Granted some of our struggles come from the fact that my daughter will not eat any the mushy food diet has been a major struggle. What I used to fill her up a little is a 3/4 scoop of protein powder in her milkshakes.
My daughter is a month in to her recovery and she has her next follow up the first week of January...fingers crossed it comes with great news of things she can reintroduce into her diet.
My daughter's frustration comes from not being able to eat what she wants and the constant nagging at her from me...'brush your teeth' 'swish with salt water' 'put that food in the back of your mouth' 'don't run'...she was also quite embarrassed going to school with a baby spoon (I found this worked best for her). We had some practice 5 months ago when they extracted 8 teeth to prepare her mouth for the bone graft.
I am truly amazed at how much of a trooper she has been and can't believe how very strong she is. She hated the taste of the pain medication with Codeine (fruit flavour...of course) so much that she begged us to please give her Advil only. She would rather be in was awful but I couldn't torment her anymore than what she was already going through so I respected her wishes. I always knew when the pain medication was wearing off, my daughter would start crying and freaking out at me...I couldn't do anything right.
To all of you mom's out there...all I can say is be patient, be strong and when you feel like you can't take it anymore...think of what your child is going through....because we all know that we would do anything to change spots with them and I can assure you that those little monkeys are so much tougher than all of us.

Marcus Fillion said...

Thank you so much for sharing your story.
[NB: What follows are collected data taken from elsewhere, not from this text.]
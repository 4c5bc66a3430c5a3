use crate::foundation::core::Rgba;
use crate::model::paint::Paint;

/// `#RRGGBB`, or `#RRGGBBAA` when the color is translucent. Uppercase.
pub fn color_hex(color: Rgba) -> String {
    let [r, g, b, a] = color.to_bytes();
    if color.a < 1.0 {
        format!("#{r:02X}{g:02X}{b:02X}{a:02X}")
    } else {
        format!("#{r:02X}{g:02X}{b:02X}")
    }
}

/// Theme key for a paint.
///
/// Solids hash to their hex color and images to their content hash. Gradients get a fresh
/// random token on every call, so equal gradients are never merged into one theme entry.
pub fn paint_key(paint: &Paint) -> String {
    match paint {
        Paint::Solid(s) => color_hex(s.color),
        Paint::Image(img) => img.image_hash.clone(),
        Paint::GradientLinear(_)
        | Paint::GradientRadial(_)
        | Paint::GradientDiamond(_)
        | Paint::GradientAngular(_)
        | Paint::MixedPaint { .. } => gradient_token(),
    }
}

/// Theme key for a text literal. The prefix keeps text such as `#FFFFFF` apart from color keys.
pub fn characters_key(text: &str) -> String {
    format!("{CHARACTERS_KEY_PREFIX}{text}")
}

const CHARACTERS_KEY_PREFIX: &str = "text:";

fn gradient_token() -> String {
    format!("gradient-{:016x}", rand::random::<u64>())
}

#[cfg(test)]
#[path = "../../tests/unit/theme/hash.rs"]
mod tests;
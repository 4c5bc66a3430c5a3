use std::collections::HashMap;

use async_trait::async_trait;

use super::*;
use crate::model::document::{RemoteImage, ScreenMeta, Theme};
use crate::model::node::{GroupNode, NodeBase, WorldviewNode};
use crate::model::paint::ScaleMode;

struct MapFetcher(HashMap<String, Vec<u8>>);

#[async_trait]
impl ImageFetcher for MapFetcher {
    async fn fetch(&self, url: &str) -> WorldviewResult<Vec<u8>> {
        self.0
            .get(url)
            .cloned()
            .ok_or_else(|| WorldviewError::asset(format!("404 {url}")))
    }
}

fn png_bytes(rgba: [u8; 4]) -> Vec<u8> {
    let img = image::RgbaImage::from_raw(1, 1, rgba.to_vec()).unwrap();
    let mut buf = Vec::new();
    image::DynamicImage::ImageRgba8(img)
        .write_to(&mut std::io::Cursor::new(&mut buf), image::ImageFormat::Png)
        .unwrap();
    buf
}

fn screen(theme: Theme) -> Screen {
    Screen {
        meta: ScreenMeta { theme },
        name: "Home".into(),
        description: String::new(),
        root: WorldviewNode::Group(GroupNode {
            base: NodeBase::new("1:1", "root"),
            children: None,
        }),
    }
}

#[tokio::test]
async fn upload_reads_canvas_images_and_fetches_remote_ones() {
    let mut canvas = Canvas::new();
    let local = png_bytes([1, 2, 3, 255]);
    let hash = canvas.create_image(&local).unwrap();

    let mut theme = Theme::default();
    theme.images.insert(
        hash.clone(),
        ImageAsset::Preprocessed(crate::model::paint::ImagePaint {
            scale_mode: ScaleMode::Fill,
            image_hash: hash.clone(),
        }),
    );
    theme.images.insert(
        "remote".into(),
        ImageAsset::Postprocessed(RemoteImage {
            url: "r.png".into(),
            description: "hero".into(),
        }),
    );
    let fetcher = MapFetcher(HashMap::from([("r.png".to_string(), vec![4, 5])]));

    let screens = [screen(theme)];
    let assets = collect_upload_assets(&canvas, &screens, &ImageCache::default(), &fetcher)
        .await
        .unwrap();
    assert_eq!(assets[&hash].as_bytes(), Some(local.as_slice()));
    assert_eq!(assets["remote"].as_bytes(), Some(&[4u8, 5][..]));
}

#[tokio::test]
async fn upload_fails_when_a_local_image_is_gone() {
    let canvas = Canvas::new();
    let mut theme = Theme::default();
    theme.images.insert(
        "gone".into(),
        ImageAsset::Preprocessed(crate::model::paint::ImagePaint {
            scale_mode: ScaleMode::Fill,
            image_hash: "gone".into(),
        }),
    );
    let fetcher = MapFetcher(HashMap::new());
    let screens = [screen(theme)];
    let result =
        collect_upload_assets(&canvas, &screens, &ImageCache::default(), &fetcher).await;
    assert!(result.is_err());
}

#[tokio::test]
async fn download_binds_images_and_colors() {
    let mut canvas = Canvas::new();
    let bytes = png_bytes([200, 0, 0, 255]);
    let mut theme = Theme::default();
    theme.images.insert(
        "hero".into(),
        ImageAsset::Postprocessed(RemoteImage {
            url: "hero.png".into(),
            description: String::new(),
        }),
    );
    theme.images.insert(
        "broken".into(),
        ImageAsset::Postprocessed(RemoteImage {
            url: "missing.png".into(),
            description: String::new(),
        }),
    );
    theme
        .colors
        .insert("#FF0000".into(), Paint::solid(Rgba::new(1.0, 0.0, 0.0, 1.0)));
    theme
        .colors
        .insert("#00000000".into(), Paint::solid(Rgba::new(0.0, 0.0, 0.0, 0.0)));
    let fetcher = MapFetcher(HashMap::from([("hero.png".to_string(), bytes.clone())]));

    let screens = vec![screen(theme.clone()), screen(theme)];
    let assets =
        resolve_download_assets(&mut canvas, &screens, &ImageCache::default(), &fetcher).await;

    let hero = assets["hero"].as_handle().unwrap();
    assert_eq!(canvas.image_bytes(hero), Some(bytes.as_slice()));
    assert!(!assets.contains_key("broken"));

    let red = canvas.variable(assets["#FF0000"].as_handle().unwrap()).unwrap();
    assert_eq!(red.name, "Color-#FF0000");
    let clear = canvas.variable(assets["#00000000"].as_handle().unwrap()).unwrap();
    assert_eq!(clear.value.a, 1.0);

    // A second pass reuses the variables by name.
    let again =
        resolve_download_assets(&mut canvas, &screens, &ImageCache::default(), &fetcher).await;
    assert_eq!(again["#FF0000"], assets["#FF0000"]);
    assert!(canvas.collection_by_name(COLOR_COLLECTION).is_some());
}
What an intense procedure for such a little girl to go through. I can't imagine how you must have felt that first night, especially since Rachael was under-medicated. This is so helpful for anyone else in the same position. Thanks again and good luck to you both. |

lucy munoz said...

hi my sone just had the bone graft surgery yesterday. The doctor told us he could only have a liquid diet for the first three days then after puree or thick liquids? Besides broths what else can he have? any ideas?

Gabriel said...

Thanks for your advice and blog information! Our beautiful son is having surgery next month and I'm a bit anxious about it. He too does Tae Kwon Do and doesn't want to take any time off. Hopefully the recovery will be a quick one!

andrea chiu said...

Thanks for sharing your article and for giving us the chance to read it. It is very helpful and encouraging. Visit my site too.

Deepta said...

Thank you!
bone graft in a few weeks- really appreciate your perspective

Unknown said...

So glad to have come across this post. Our daughter Alexis,7, is having her surgery Friday. Although it will be a tad bit different as they are using a protein base instead of a bone graft from the hip, I was glad to read on the post opt food and drink recommendations. Plastic and foam items will be purchased. What great advice.
Thank You

karifabi said...

Thank you so much! After 5 years you are still helping moms of kids with cleft feel more informed and prepared. My boy is 7 1/2 years old and will go under his bone graft surgery to repair his cleft palate in 2 months top. He was born with a bilateral cleft lip and complete palate. I am petrified by fear of him being in pain (again), but reading your blog has helped me a lot and put me at ease somehow. I refused to read blogs when I learned about his cleft when pregnant and have avoided them up until now because I didn't want to be even more scared or cry more, but I felt the need to do it this time as I rather be prepared and plan ahead. Thank you so much again!